SGA discuss mandatory testing, planned recreation center expansion with university administration

SGA discuss mandatory testing, planned recreation center expansion with university administration
September 30
14:06 2021

Final updates on the university’s mandatory testing program and a possible expansion of the Pohl Recreation Center were discussed during Wednesday’s Student Government Association meeting.

Elizabeth With, senior vice president for Student Affairs, provided the final updates of the first phase of the mandatory COVID-19 testing program and details of the second voluntary testing phase.

President Neal Smatresk’s official notice provided details of the first phase of the mandatory testing program that ran from Aug. 16 to Sept. 20. The program ended with 38,275 participants that included faculty, staff and students.

The notice did not provide the number of people who opted out of the mandatory program. With told the senate around 427 employees and 7,988 students did not participate in the program.

Smatresk announced on Sept. 8 that individuals will face severe consequences if they did not participate in the program. On the same day, With also told the senate there will be consequences if a student does not take or report the mandatory COVID-19 test.

At Wednesday’s senate meeting, With contradicted these previous statements regarding consequences for individuals who did not participate in the mandatory program. An email will be sent to the individual who did not participate that will only address the person’s absence from the program.

“There’s no consequences to anybody, not to employees, not to students,” With said.

With told the senate the voluntary second phase of COVID-19 testing protocols will officially begin Monday.

Every two weeks, a randomized computer program will select 1,800 students and 200 campus employees who will be notified of their voluntary testing via email. The selection will include both vaccinated and unvaccinated individuals.

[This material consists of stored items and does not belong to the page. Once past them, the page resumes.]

// Readers for the list of enumerators.

use std::collections::HashMap;

use calamine::{open_workbook, DataType, Reader, Xlsx};
use form_compiler::roster::{RosterEntry, RosterProvider};
use form_compiler::RosterError;
use log::{debug, info};
use snafu::prelude::*;

use crate::form::config_reader::RosterSource;
use crate::form::*;

pub const DEFAULT_WORKSHEET: &str = "lists";
pub const DEFAULT_CODE_COLUMN: &str = "No.";
pub const DEFAULT_LABEL_COLUMN: &str = "Enumerator";

/// The columns holding the code and the name of each enumerator.
#[derive(Eq, PartialEq, Debug, Clone)]
struct RosterColumns {
    code: String,
    label: String,
}

impl RosterColumns {
    fn from_source(source: &RosterSource) -> RosterColumns {
        RosterColumns {
            code: source
                .code_column
                .clone()
                .unwrap_or_else(|| DEFAULT_CODE_COLUMN.to_string()),
            label: source
                .label_column
                .clone()
                .unwrap_or_else(|| DEFAULT_LABEL_COLUMN.to_string()),
        }
    }

    // Returns the indexes of the code and label columns.
    fn find_in(&self, header: &[Option<String>], path: &str) -> FormResult<(usize, usize)> {
        let col_names: HashMap<&str, usize> = header
            .iter()
            .enumerate()
            .filter_map(|(idx, x)| x.as_ref().map(|s| (s.trim(), idx)))
            .collect();
        debug!("find_in: col_names: {:?}", col_names);
        let code_idx = col_names.get(self.code.as_str()).context(MissingColumnSnafu {
            column: self.code.clone(),
            path,
        })?;
        let label_idx = col_names
            .get(self.label.as_str())
            .context(MissingColumnSnafu {
                column: self.label.clone(),
                path,
            })?;
        Ok((*code_idx, *label_idx))
    }
}

/// A roster stored in a worksheet of an Excel workbook.
#[derive(Eq, PartialEq, Debug, Clone)]
pub struct XlsxRoster {
    path: String,
    worksheet: String,
    columns: RosterColumns,
}

impl XlsxRoster {
    fn read(&self) -> FormResult<Vec<RosterEntry>> {
        debug!(
            "XlsxRoster::read: path: {:?} worksheet: {:?}",
            self.path, self.worksheet
        );
        let mut workbook: Xlsx<_> = open_workbook(&self.path).context(OpeningExcelSnafu {
            path: self.path.clone(),
        })?;
        let wrange = workbook
            .worksheet_range(&self.worksheet)
            .context(MissingWorksheetSnafu {
                worksheet: self.worksheet.clone(),
                path: self.path.clone(),
            })?
            .context(OpeningExcelSnafu {
                path: self.path.clone(),
            })?;

        let mut rows = wrange.rows();
        let header: Vec<Option<String>> = match rows.next() {
            Some(cells) => cells.iter().map(cell_text).collect(),
            None => Vec::new(),
        };
        let (code_idx, label_idx) = self.columns.find_in(&header, &self.path)?;

        let mut res: Vec<RosterEntry> = Vec::new();
        for (idx, row) in rows.enumerate() {
            let code = row.get(code_idx).and_then(cell_text);
            let label = row.get(label_idx).and_then(cell_text);
            match (code, label) {
                (Some(code), Some(label)) => res.push(RosterEntry::new(code, label)),
                // Blank lines at the end of the sheet
                (None, None) => {}
                (code, label) => {
                    // Rows are numbered from 1 in the spreadsheet, the header is row 1.
                    whatever!(
                        "Incomplete row {} in {}: code {:?}, name {:?}",
                        idx + 2,
                        self.path,
                        code,
                        label
                    );
                }
            }
        }
        ensure!(
            !res.is_empty(),
            EmptyRosterSnafu {
                path: self.path.clone()
            }
        );
        info!("Read {} enumerators from {:?}", res.len(), self.path);
        Ok(res)
    }
}

impl RosterProvider for XlsxRoster {
    fn fetch_enumerators(&self) -> Result<Vec<RosterEntry>, RosterError> {
        self.read().map_err(RosterError::from)
    }
}

// The codes are often typed as numbers in the workbook: 3.0 is read as "3".
fn cell_text(cell: &DataType) -> Option<String> {
    let s = match cell {
        DataType::String(s) => s.trim().to_string(),
        DataType::Int(i) => i.to_string(),
        DataType::Float(f) if f.fract() == 0.0 => format!("{}", *f as i64),
        DataType::Float(f) => f.to_string(),
        DataType::Bool(b) => b.to_string(),
        _ => String::new(),
    };
    if s.is_empty() {
        None
    } else {
        Some(s)
    }
}

/// A roster stored in a CSV file with a header line.
#[derive(Eq, PartialEq, Debug, Clone)]
pub struct CsvRoster {
    path: String,
    columns: RosterColumns,
}

impl CsvRoster {
    fn read(&self) -> FormResult<Vec<RosterEntry>> {
        let mut rdr = csv::ReaderBuilder::new()
            .has_headers(true)
            .from_path(&self.path)
            .context(CsvFileSnafu {
                path: self.path.clone(),
            })?;
        let header: Vec<Option<String>> = rdr
            .headers()
            .context(CsvFileSnafu {
                path: self.path.clone(),
            })?
            .iter()
            .map(|s| Some(s.to_string()))
            .collect();
        let (code_idx, label_idx) = self.columns.find_in(&header, &self.path)?;

        let mut res: Vec<RosterEntry> = Vec::new();
        for line_r in rdr.records() {
            let line = line_r.context(CsvFileSnafu {
                path: self.path.clone(),
            })?;
            let code = line.get(code_idx).map(str::trim).unwrap_or_default();
            let label = line.get(label_idx).map(str::trim).unwrap_or_default();
            if code.is_empty() && label.is_empty() {
                continue;
            }
            if code.is_empty() || label.is_empty() {
                whatever!(
                    "Incomplete line {:?} in {}",
                    line.position().map(|p| p.line()),
                    self.path
                );
            }
            res.push(RosterEntry::new(code, label));
        }
        ensure!(
            !res.is_empty(),
            EmptyRosterSnafu {
                path: self.path.clone()
            }
        );
        info!("Read {} enumerators from {:?}", res.len(), self.path);
        Ok(res)
    }
}

impl RosterProvider for CsvRoster {
    fn fetch_enumerators(&self) -> Result<Vec<RosterEntry>, RosterError> {
        self.read().map_err(RosterError::from)
    }
}

/// Builds the roster described by the configuration. The file is only read when the
/// compiler asks for the enumerators.
pub fn roster_from_source(source: &RosterSource) -> FormResult<Box<dyn RosterProvider>> {
    let columns = RosterColumns::from_source(source);
    match source.provider.as_str() {
        "xlsx" => Ok(Box::new(XlsxRoster {
            path: source.file_path.clone(),
            worksheet: source
                .worksheet_name
                .clone()
                .unwrap_or_else(|| DEFAULT_WORKSHEET.to_string()),
            columns,
        })),
        "csv" => Ok(Box::new(CsvRoster {
            path: source.file_path.clone(),
            columns,
        })),
        x => UnsupportedSnafu {
            what: "roster provider",
            value: x,
        }
        .fail(),
    }
}

#[cfg(test)]
mod tests {
    use super::*;

    fn source(provider: &str) -> RosterSource {
        RosterSource {
            provider: provider.to_string(),
            file_path: format!(
                "{}/tests/data/basic_single/roster.csv",
                env!("CARGO_MANIFEST_DIR")
            ),
            worksheet_name: None,
            code_column: None,
            label_column: None,
        }
    }

    #[test]
    fn reads_csv_roster() {
        let roster = roster_from_source(&source("csv")).unwrap();
        let entries = roster.fetch_enumerators().unwrap();
        assert_eq!(
            entries,
            vec![
                RosterEntry::new("1", "Anna Berisha"),
                RosterEntry::new("2", "Besnik Krasniqi"),
            ]
        );
    }

    #[test]
    fn unknown_column() {
        let mut s = source("csv");
        s.label_column = Some("Name".to_string());
        let roster = roster_from_source(&s).unwrap();
        let err = roster.fetch_enumerators().unwrap_err();
        assert!(err.to_string().contains("Name"));
    }

    #[test]
    fn unknown_provider() {
        let res = roster_from_source(&source("sql"));
        assert!(matches!(res, Err(FormError::Unsupported { .. })));
    }

    #[test]
    fn numeric_cells() {
        assert_eq!(cell_text(&DataType::Float(3.0)), Some("3".to_string()));
        assert_eq!(cell_text(&DataType::Int(12)), Some("12".to_string()));
        assert_eq!(
            cell_text(&DataType::String(" Drita ".to_string())),
            Some("Drita".to_string())
        );
        assert_eq!(cell_text(&DataType::Empty), None);
    }
}
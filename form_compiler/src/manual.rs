/*!

This is the long-form manual for `form_compiler` and `formgen`.

## Writing a survey

A survey is a plain document, one question or option per line. Blank lines are ignored.
A line introduces a question when it carries an annotation between square brackets:

```text
[note] Good morning, we are conducting a survey about tea.
1. Do you like tea? [single]
Yes
No
2. Which teas have you tried? [multiple] [random]
a) Green
b) Black
c) Other, specify: ______
D1. How old are you? [numeric]
```

The lines that follow a question, up to the next question, are its options. The options may be
prefixed with a letter or a number (`a)`, `1.`, `(b)`), which is removed from the label.

An option that contains an underscore (`Other: ____`) asks for an open answer: a text field is
added after the question, and shown only when that option is picked.

## Question numbers

The number in front of a question controls the name of the field:

- `D3` (demographic questions) keeps its name: `D3`
- `Q12` is renamed `P12`
- anything else (`7.`, no number at all) is numbered `P1`, `P2`, ... in order of appearance

The label of the field is the number followed by the text of the question, for example
`D1. How old are you?`.

## Annotations

The annotations are not case sensitive. When a line carries several question types, the last one
is used.

### `[single]` and `[multiple]`

A question with one (resp. several) possible answers among the options that follow.

### `[numeric]`

A whole number.

### `[text]` or `[string]`

A free text answer.

### `[scale 1(low)-5(high)]`

A likert scale between the two bounds. The labels of the bounds are optional: `[scale 0-10]`.
The scales with the same bounds share the same list of choices.

### `[matrix single 3]` and `[matrix multiple 3]`

A grid question. The number is the count of columns: the next 3 lines are the column headers.
The lines after them, up to the next question, are the rows of the grid.

```text
Q5 How do you rate our shop? [matrix single 3]
Bad
Fair
Good
Service
Prices
```

### `[ranking 3]`

The respondent ranks 3 items among the options that follow. An item can only be picked once.

### `[note]`

A text displayed to the respondent, without any answer. A line starting with `[note]` is always
a note.

### `[other]`

The question is left out of the form. It is listed at the end of the compilation, to be added
manually.

### `[random]`

The options of the question are shown in random order.

### `[hint: text]`

An additional text shown under the question.

## Fixed questions

Every form starts with the start and end time stamps and the choice of the enumerator. In face to
face surveys, a GPS position is also collected. Every form ends with the name and the phone
number of the respondent.

## Errors

The compilation stops when:
- the list of enumerators cannot be loaded
- a grid declares more columns than there are lines left in the document
- a question has no options
- a ranking asks for more positions than it has items, or a scale has more than 101 points
- in strict mode, a line carries annotations that are not understood

*/
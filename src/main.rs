use clap::Parser;
use env_logger::Env;

mod args;
mod form;

fn main() {
    let args = args::Args::parse();

    let mut builder = env_logger::Builder::from_env(Env::default().default_filter_or("info"));
    if args.verbose {
        builder.filter_level(log::LevelFilter::Debug);
    }
    builder.init();

    let res = form::run(&args);
    if let Err(e) = res {
        form::print_error(&e);
        std::process::exit(1);
    }
}
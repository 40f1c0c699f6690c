//! Scraper contract and the cache-or-scrape runner.

use std::path::PathBuf;

use async_trait::async_trait;
use serde::de::DeserializeOwned;
use serde::Serialize;

use search::normalize::sanitise_path_segment;
use search::schema::short_type_name;

use crate::client::Client;
use crate::error::Result;

/// Where scraped artifacts live on disk.
#[derive(Debug, Clone)]
pub struct CacheConfig {
    pub resources_dir: PathBuf,
    /// Directory name under `resources_dir`; sanitized before use.
    pub cache_directory: String,
    pub use_caching: bool,
}

impl CacheConfig {
    pub fn cache_dir(&self) -> PathBuf {
        self.resources_dir.join(sanitise_path_segment(&self.cache_directory))
    }

    pub fn cache_path(&self, key: &str) -> PathBuf {
        self.cache_dir().join(format!("{key}.json"))
    }
}

/// Everything a scraper plugin gets to work with.
#[derive(Clone)]
pub struct ScrapeEnv {
    pub client: Client,
    pub cache: CacheConfig,
}

/// A scraper plugin for one record type.
///
/// The output is any JSON value; for corpora it is a `Vec` of records, but a
/// plugin may emit a richer map if its consumers want one.
#[async_trait]
pub trait Scraper: Send + Sync + 'static {
    type Output: Serialize + DeserializeOwned + Send + Sync + 'static;

    /// File stem of the cache artifact.
    fn cache_key() -> String
    where
        Self: Sized,
    {
        sanitise_path_segment(short_type_name::<Self>())
    }

    /// Produce a fully decoded output from the live site.
    async fn scrape(env: &ScrapeEnv) -> Result<Self::Output>;
}

/// Obtain a scraper's output, preferring the on-disk cache.
///
/// Cache hits skip the network entirely. On a miss (or an unreadable or
/// stale artifact) the plugin scrapes; a fresh result is written back by a
/// detached task so the caller is not blocked on disk I/O. A scrape failure
/// is retried exactly once with the cache file removed first; the second
/// failure surfaces.
pub async fn fetch<S: Scraper>(env: &ScrapeEnv) -> Result<S::Output> {
    let path = env.cache.cache_path(&S::cache_key());

    if env.cache.use_caching {
        match read_cached::<S::Output>(&path).await {
            Ok(output) => {
                tracing::debug!(cache = %path.display(), "loaded scrape output from cache");
                return Ok(output);
            }
            Err(error) => {
                tracing::debug!(cache = %path.display(), %error, "cache unusable, scraping");
            }
        }
    }

    match S::scrape(env).await {
        Ok(output) => {
            if env.cache.use_caching {
                write_back(path, &output);
            }
            Ok(output)
        }
        Err(error) => {
            tracing::warn!(%error, "scrape failed, retrying with cache invalidated");
            let _ = tokio::fs::remove_file(&path).await;
            S::scrape(env).await
        }
    }
}

/// Scrape fresh output and persist it before returning, ignoring any cached
/// artifact. Used by the cache-building command, where the write is the
/// whole point.
pub async fn refresh<S: Scraper>(env: &ScrapeEnv) -> Result<()> {
    let output = S::scrape(env).await?;
    let payload = serde_json::to_vec_pretty(&output)?;
    let path = env.cache.cache_path(&S::cache_key());
    persist(&path, &payload).await?;
    tracing::info!(cache = %path.display(), "scrape cache written");
    Ok(())
}

async fn read_cached<O: DeserializeOwned>(path: &PathBuf) -> Result<O> {
    let bytes = tokio::fs::read(path).await?;
    Ok(serde_json::from_slice(&bytes)?)
}

/// Serialize now, write later: the JSON is rendered before the task detaches
/// so the caller's value can be returned without cloning.
fn write_back<O: Serialize>(path: PathBuf, output: &O) {
    let payload = match serde_json::to_vec_pretty(output) {
        Ok(payload) => payload,
        Err(error) => {
            tracing::error!(%error, "scrape output is not encodable, cache not written");
            return;
        }
    };
    tokio::spawn(async move {
        if let Err(error) = persist(&path, &payload).await {
            tracing::error!(cache = %path.display(), %error, "failed to write scrape cache");
        }
    });
}

async fn persist(path: &PathBuf, payload: &[u8]) -> std::io::Result<()> {
    if let Some(parent) = path.parent() {
        tokio::fs::create_dir_all(parent).await?;
    }
    match tokio::fs::remove_file(path).await {
        Ok(()) => {}
        Err(error) if error.kind() == std::io::ErrorKind::NotFound => {}
        Err(error) => return Err(error),
    }
    tokio::fs::write(path, payload).await
}
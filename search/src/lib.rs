pub mod cache;
pub mod corpus;
pub mod entry;
pub mod fuzzy;
pub mod normalize;
pub mod schema;
pub mod sorted_set;

pub use cache::SearchCache;
pub use corpus::{Corpus, SearchHit, SearchOptions, MAX_RESULT_SCORE};
pub use entry::Entry;
pub use schema::{Property, Searchable, SchemaError};
pub use sorted_set::SortedSet;
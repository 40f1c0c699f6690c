use std::sync::Arc;

use axum::body::{Body, Bytes};
use axum::http::{Request, StatusCode};
use axum::Router;
use http_body_util::BodyExt;
use serde_json::Value;
use tower::ServiceExt;

use scraping::models::{Course, Discipline, Requirement, Semester, SemesterEntry, Variant};
use search::SearchCache;
use server::services::{CourseDirectory, DisciplineDirectory};
use server::{build_app, AppState, Bootstrap, Config, Profile};

fn disciplines() -> Vec<Discipline> {
    vec![
        Discipline {
            code: "MC102".into(),
            name: "Algoritmos e Programação de Computadores".into(),
            credits: 6,
            reqs: None,
            req_by: Some(["MC202".to_string()].into_iter().collect()),
            syllabus: "Conceitos básicos de organização de computadores.".into(),
        },
        Discipline {
            code: "MC202".into(),
            name: "Estruturas de Dados".into(),
            credits: 6,
            reqs: Some(vec![vec![Requirement::new("MC102")]]),
            req_by: None,
            syllabus: "Listas lineares, árvores e suas generalizações.".into(),
        },
        Discipline {
            code: "F 128".into(),
            name: "Física Geral I".into(),
            credits: 4,
            reqs: None,
            req_by: None,
            syllabus: "Mecânica newtoniana da partícula.".into(),
        },
    ]
}

fn courses() -> Vec<Course> {
    let first = Semester {
        disciplines: vec![
            SemesterEntry { code: "F 128".into(), credits: 4 },
            SemesterEntry { code: "MA111".into(), credits: 6 },
        ],
        electives: 0,
    };
    let second = Semester {
        disciplines: vec![SemesterEntry { code: "F 228".into(), credits: 4 }],
        electives: 8,
    };
    vec![Course {
        code: "34".into(),
        name: "Física".into(),
        variants: vec![
            Variant { code: "AA".into(), name: "Física".into(), tree: vec![first.clone()] },
            Variant { code: "AB".into(), name: "Física Aplicada".into(), tree: vec![first.clone()] },
            Variant { code: "AX".into(), name: "Núcleo Comum".into(), tree: vec![first, second] },
        ],
        tree: None,
    }]
}

fn app(profile: Profile) -> (Router, tempfile::TempDir) {
    let resources = tempfile::tempdir().unwrap();
    let config = Arc::new(Config::new(profile, resources.path().to_path_buf(), 0));

    let cache = Arc::new(SearchCache::new());
    cache.overwrite(disciplines());
    cache.overwrite(courses());

    let boot = Arc::new(Bootstrap::new(config.scrape_env().unwrap(), cache));
    boot.install(DisciplineDirectory::new(disciplines()));
    boot.install(CourseDirectory::new(courses()));

    (build_app(AppState { config, boot }), resources)
}

async fn get(app: Router, uri: &str) -> (StatusCode, Bytes) {
    let request = Request::get(uri).body(Body::empty()).unwrap();
    let response = app.oneshot(request).await.unwrap();
    let status = response.status();
    let body = response.into_body().collect().await.unwrap().to_bytes();
    (status, body)
}

async fn get_json(app: Router, uri: &str) -> (StatusCode, Value) {
    let (status, body) = get(app, uri).await;
    let json = serde_json::from_slice(&body).unwrap_or(Value::Null);
    (status, json)
}

#[tokio::test]
async fn discipline_lookup_returns_the_record() {
    let (app, _dir) = app(Profile::Testing);
    let (status, json) = get_json(app, "/api/disciplina/MC102").await;
    assert_eq!(status, StatusCode::OK);
    assert_eq!(json["code"], "MC102");
    assert_eq!(json["credits"], 6);
    assert_eq!(json["name"], "Algoritmos e Programação de Computadores");
    let req_by = json["reqBy"].as_array().unwrap();
    assert!(req_by.contains(&Value::String("MC202".into())));
}

#[tokio::test]
async fn discipline_lookup_is_exact_and_case_sensitive() {
    let (app, _dir) = app(Profile::Testing);
    let (status, _) = get(app.clone(), "/api/disciplina/MC1022").await;
    assert_eq!(status, StatusCode::NOT_FOUND);
    let (status, _) = get(app, "/api/disciplina/mc102").await;
    assert_eq!(status, StatusCode::NOT_FOUND);
}

#[tokio::test]
async fn course_preview_lists_variants() {
    let (app, _dir) = app(Profile::Testing);
    let (status, json) = get_json(app, "/api/curso/34").await;
    assert_eq!(status, StatusCode::OK);
    assert_eq!(json["code"], "34");
    let variants: Vec<&str> =
        json["variants"].as_array().unwrap().iter().filter_map(Value::as_str).collect();
    assert_eq!(variants, vec!["AA", "AB", "AX"]);
}

#[tokio::test]
async fn course_tree_resolves_variants_by_index() {
    let (app, _dir) = app(Profile::Testing);
    let (status, json) = get_json(app.clone(), "/api/curso/34/2").await;
    assert_eq!(status, StatusCode::OK);
    let first_semester = &json[0];
    assert_eq!(first_semester["electives"], 0);
    let disciplines = first_semester["disciplines"].as_array().unwrap();
    assert!(disciplines
        .iter()
        .any(|d| d["code"] == "F 128" && d["credits"] == 4));

    let (status, _) = get(app, "/api/curso/34/3").await;
    assert_eq!(status, StatusCode::NOT_FOUND);
}

#[tokio::test]
async fn search_limit_must_be_a_plain_integer() {
    let (app, _dir) = app(Profile::Testing);
    for uri in ["/api/busca?query=mc102&limit=cinco", "/api/busca?query=mc102&limit=10.0"] {
        let (status, _) = get(app.clone(), uri).await;
        assert_eq!(status, StatusCode::BAD_REQUEST, "{uri}");
    }
}

#[tokio::test]
async fn empty_query_returns_an_empty_page() {
    let (app, _dir) = app(Profile::Testing);
    let (status, json) = get_json(app, "/api/busca?query=&limit=25").await;
    assert_eq!(status, StatusCode::OK);
    let results = json.as_array().unwrap();
    assert!(results.len() <= 25);
}

#[tokio::test]
async fn searching_a_tree_discipline_code_ranks_it_first() {
    let (app, _dir) = app(Profile::Testing);
    let (status, json) = get_json(app, "/api/busca?query=F%20128&limit=10").await;
    assert_eq!(status, StatusCode::OK);
    let results = json.as_array().unwrap();
    assert!(!results.is_empty());
    assert_eq!(results[0]["code"], "F 128");
    assert_eq!(results[0]["content"], "discipline");
}

#[tokio::test]
async fn results_hide_scores_and_hidden_fields_by_default() {
    let (app, _dir) = app(Profile::Testing);
    let (_, json) = get_json(app, "/api/busca?query=mc102&limit=5").await;
    for result in json.as_array().unwrap() {
        assert!(result.get("score").is_none());
        assert!(result.get("syllabus").is_none());
    }
}

#[tokio::test]
async fn development_profile_exposes_scores_and_hidden_fields() {
    let (app, _dir) = app(Profile::Development);
    let (_, json) = get_json(app, "/api/busca?query=mc102&limit=5").await;
    let results = json.as_array().unwrap();
    assert!(!results.is_empty());
    for result in results {
        assert!(result["score"].is_f64());
        if result["content"] == "discipline" {
            assert!(result.get("syllabus").is_some());
        }
    }
}

#[tokio::test]
async fn merged_results_are_sorted_across_corpora() {
    let (app, _dir) = app(Profile::Development);
    let (_, json) = get_json(app, "/api/busca?query=fisica&limit=50").await;
    let scores: Vec<f64> =
        json.as_array().unwrap().iter().map(|r| r["score"].as_f64().unwrap()).collect();
    assert!(!scores.is_empty());
    for pair in scores.windows(2) {
        assert!(pair[0] <= pair[1]);
    }
    // both corpora respond to "fisica"
    let contents: Vec<&str> =
        json.as_array().unwrap().iter().filter_map(|r| r["content"].as_str()).collect();
    assert!(contents.contains(&"discipline"));
    assert!(contents.contains(&"course"));
}

#[tokio::test]
async fn api_root_and_unknown_api_paths() {
    let (app, _dir) = app(Profile::Testing);
    let (status, _) = get(app.clone(), "/api/").await;
    assert_eq!(status, StatusCode::NO_CONTENT);
    let (status, _) = get(app, "/api/nope/nada").await;
    assert_eq!(status, StatusCode::BAD_REQUEST);
}

#[tokio::test]
async fn missing_query_parameter_is_a_bad_request() {
    let (app, _dir) = app(Profile::Testing);
    let (status, _) = get(app, "/api/busca?limit=5").await;
    assert_eq!(status, StatusCode::BAD_REQUEST);
}

#[tokio::test]
async fn uninitialized_services_yield_503() {
    let resources = tempfile::tempdir().unwrap();
    let config = Arc::new(Config::new(Profile::Testing, resources.path().to_path_buf(), 0));
    let boot =
        Arc::new(Bootstrap::new(config.scrape_env().unwrap(), Arc::new(SearchCache::new())));
    let app = build_app(AppState { config, boot });

    let (status, _) = get(app.clone(), "/api/disciplina/MC102").await;
    assert_eq!(status, StatusCode::SERVICE_UNAVAILABLE);
    let (status, _) = get(app.clone(), "/api/curso/34").await;
    assert_eq!(status, StatusCode::SERVICE_UNAVAILABLE);
    // search still answers, just with nothing in the caches
    let (status, json) = get_json(app, "/api/busca?query=mc102").await;
    assert_eq!(status, StatusCode::OK);
    assert_eq!(json, Value::Array(vec![]));
}

#[tokio::test]
async fn non_api_paths_stream_the_static_index() {
    let resources = tempfile::tempdir().unwrap();
    let public = resources.path().join("Public");
    std::fs::create_dir_all(&public).unwrap();
    std::fs::write(public.join("index.html"), "<html>planner</html>").unwrap();

    let config = Arc::new(Config::new(Profile::Testing, resources.path().to_path_buf(), 0));
    let boot =
        Arc::new(Bootstrap::new(config.scrape_env().unwrap(), Arc::new(SearchCache::new())));
    let app = build_app(AppState { config, boot });

    for uri in ["/", "/planejador/qualquer/rota"] {
        let (status, body) = get(app.clone(), uri).await;
        assert_eq!(status, StatusCode::OK, "{uri}");
        assert_eq!(body.as_ref(), b"<html>planner</html>");
    }
}
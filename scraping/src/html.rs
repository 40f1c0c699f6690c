//! Small reusable primitives over parsed HTML documents.
//!
//! Scraper plugins compose these instead of poking at the DOM directly, so a
//! catalog layout change fails with a descriptive error instead of a silent
//! empty corpus.

use std::collections::HashMap;

use scraper::ElementRef;
use thiserror::Error;

use search::normalize::collapse_whitespace;

#[derive(Debug, Clone, PartialEq, Eq, Error)]
pub enum ParsingError {
    #[error("expected element is missing")]
    MissingElement,

    #[error("expected <{expected}> element, found <{found}>")]
    UnexpectedElementTag { expected: String, found: String },

    #[error("element has child elements where plain text was expected")]
    NodeHasChildren,

    #[error("text {text:?} does not parse as {target}")]
    UnparseableText { text: String, target: &'static str },

    #[error("duplicate section header {0:?}")]
    DuplicateSection(String),
}

/// First element sibling after `node`, skipping text and comment nodes.
pub fn next_element_sibling<'a>(node: ElementRef<'a>) -> Option<ElementRef<'a>> {
    node.next_siblings().find_map(ElementRef::wrap)
}

/// Collect `(header text, body)` pairs for every `header_tag` element inside
/// `container`. `extract_body` maps a header to its body node; headers with
/// no body are skipped. Header texts must be unique within the container.
pub fn parse_sections<'a, F>(
    container: ElementRef<'a>,
    header_tag: &str,
    extract_body: F,
) -> Result<HashMap<String, ElementRef<'a>>, ParsingError>
where
    F: Fn(ElementRef<'a>) -> Option<ElementRef<'a>>,
{
    let mut sections = HashMap::new();
    for header in container
        .descendants()
        .filter_map(ElementRef::wrap)
        .filter(|el| el.value().name() == header_tag)
    {
        if let Some(body) = extract_body(header) {
            let title = collapse_whitespace(&header.text().collect::<String>());
            if sections.insert(title.clone(), body).is_some() {
                return Err(ParsingError::DuplicateSection(title));
            }
        }
    }
    Ok(sections)
}

/// Collapsed inner text of `node`, with optional tag and leaf assertions.
pub fn get_text(
    node: Option<ElementRef<'_>>,
    expected_tag: Option<&str>,
    allow_children: bool,
) -> Result<String, ParsingError> {
    let node = node.ok_or(ParsingError::MissingElement)?;
    if let Some(expected) = expected_tag {
        let found = node.value().name();
        if found != expected {
            return Err(ParsingError::UnexpectedElementTag {
                expected: expected.to_string(),
                found: found.to_string(),
            });
        }
    }
    if !allow_children && node.children().filter_map(ElementRef::wrap).next().is_some() {
        return Err(ParsingError::NodeHasChildren);
    }
    Ok(collapse_whitespace(&node.text().collect::<String>()))
}

/// `get_text` composed with a fallible string parser.
pub fn parse_text<T, P>(
    node: Option<ElementRef<'_>>,
    expected_tag: Option<&str>,
    allow_children: bool,
    parser: P,
) -> Result<T, ParsingError>
where
    P: FnOnce(&str) -> Option<T>,
{
    let text = get_text(node, expected_tag, allow_children)?;
    parser(&text).ok_or(ParsingError::UnparseableText {
        text,
        target: std::any::type_name::<T>(),
    })
}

The voluntary testing period will end during the last week of the fall 2021 semester. Officials will decide later on if the university will continue a COVID-19 testing program for spring 2022.

“We’re going to encourage [people] to [get tested] on campus,” With said. “That’s the easiest way to do it, but they can still do it off campus.”

Alongside some Pohl Recreation Center employees, With told the SGA senate the university is about to begin working on a plan to renovate and expand the recreation center.

The first step will be to have campus officials and students identify what reasonable renovation and additions are needed. The university will then decide what funds and costs are needed.

“We’re looking at identifying a group to come on campus that will work with us to help walk through the process,” With said. “We certainly will have students involved in that process, likely representatives.”

The possible renovation comes at a time when the university is about to pay off the bond that was used for the creation of the recreation center.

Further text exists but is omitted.